DAV PILKEY: The book is based on my own experience as a paperboy. I loved the feeling of independence that came when I rode my bike around our neighborhood on chilly weekend mornings while the rest of the world was asleep.
TEACHINGBOOKS: We are excited to see that your Ricky Ricotta series is being re-issued with all new full-color artwork by Dan Santat. Can you tell us something about where you got the idea for that series?
DAV PILKEY: The series was inspired by my childhood love for robots. I was always trying to build one (which usually involved me duct-taping golf clubs and cassette players to a vacuum cleaner).
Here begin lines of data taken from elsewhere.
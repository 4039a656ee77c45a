//! In-memory agent store

use async_trait::async_trait;
use dashmap::DashMap;
use phoenix_common::{AgentState, PersistenceError};

use crate::store::{validate_id, AgentStore};

/// In-memory storage implementation
///
/// Uses DashMap for concurrent access. Nothing survives the process.
#[derive(Debug, Default)]
pub struct InMemoryAgentStore {
    agents: DashMap<String, AgentState>,
}

impl InMemoryAgentStore {
    pub fn new() -> Self {
        Self::default()
    }

    pub fn len(&self) -> usize {
        self.agents.len()
    }

    pub fn is_empty(&self) -> bool {
        self.agents.is_empty()
    }
}

#[async_trait]
impl AgentStore for InMemoryAgentStore {
    async fn save(&self, agent: &AgentState) -> Result<(), PersistenceError> {
        validate_id(&agent.id)?;
        self.agents.insert(agent.id.clone(), agent.clone());
        Ok(())
    }

    async fn load(&self, id: &str) -> Result<Option<AgentState>, PersistenceError> {
        Ok(self.agents.get(id).map(|a| a.clone()))
    }

    async fn list(&self) -> Result<Vec<String>, PersistenceError> {
        let mut ids: Vec<String> = self.agents.iter().map(|a| a.key().clone()).collect();
        ids.sort();
        Ok(ids)
    }

    async fn delete(&self, id: &str) -> Result<(), PersistenceError> {
        self.agents
            .remove(id)
            .map(|_| ())
            .ok_or_else(|| PersistenceError::NotFound(id.to_string()))
    }
}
Meeting a kid in Canada who was a big fan of the series inspired the new editions. He'd been waiting in line for an autograph, and he refused to leave until I promised him that I would write more Ricky Ricotta books. I tried to be vague, but he wouldn't accept it. He made me look him in the eye and PROMISE to write more. So I did.
TEACHINGBOOKS: What is a typical workday like for Dav Pilkey?
DAV PILKEY: It's usually ten to twelve hours of sitting (either drawing at a table or writing on a computer). Mentally, it's very challenging and stimulating. Physically, it's not so good for me. I try to break up each day with some activity that gets me moving.
TEACHINGBOOKS: What do you do when you got stuck writing or illustrating a book?
DAV PILKEY: I try to get out of my studio and take a walk, or kayak. Just getting out in nature and clearing my head seems to "unstick" me.
TEACHINGBOOKS: What do you like to tell teachers and librarians?
DAV PILKEY: Thank you.
TEACHINGBOOKS: What do you like to tell students?
DAV PILKEY: I tell them about my challenges with ADHD and dyslexia and how those things can sometimes be positive because they help you to see the world differently. I love to show them pictures of remarkable people (Albert Einstein, Thomas Edison, Whoopi Goldberg, John Lennon, Muhammad Ali, Andy Warhol, etc.), who became successful despite having challenges like I did.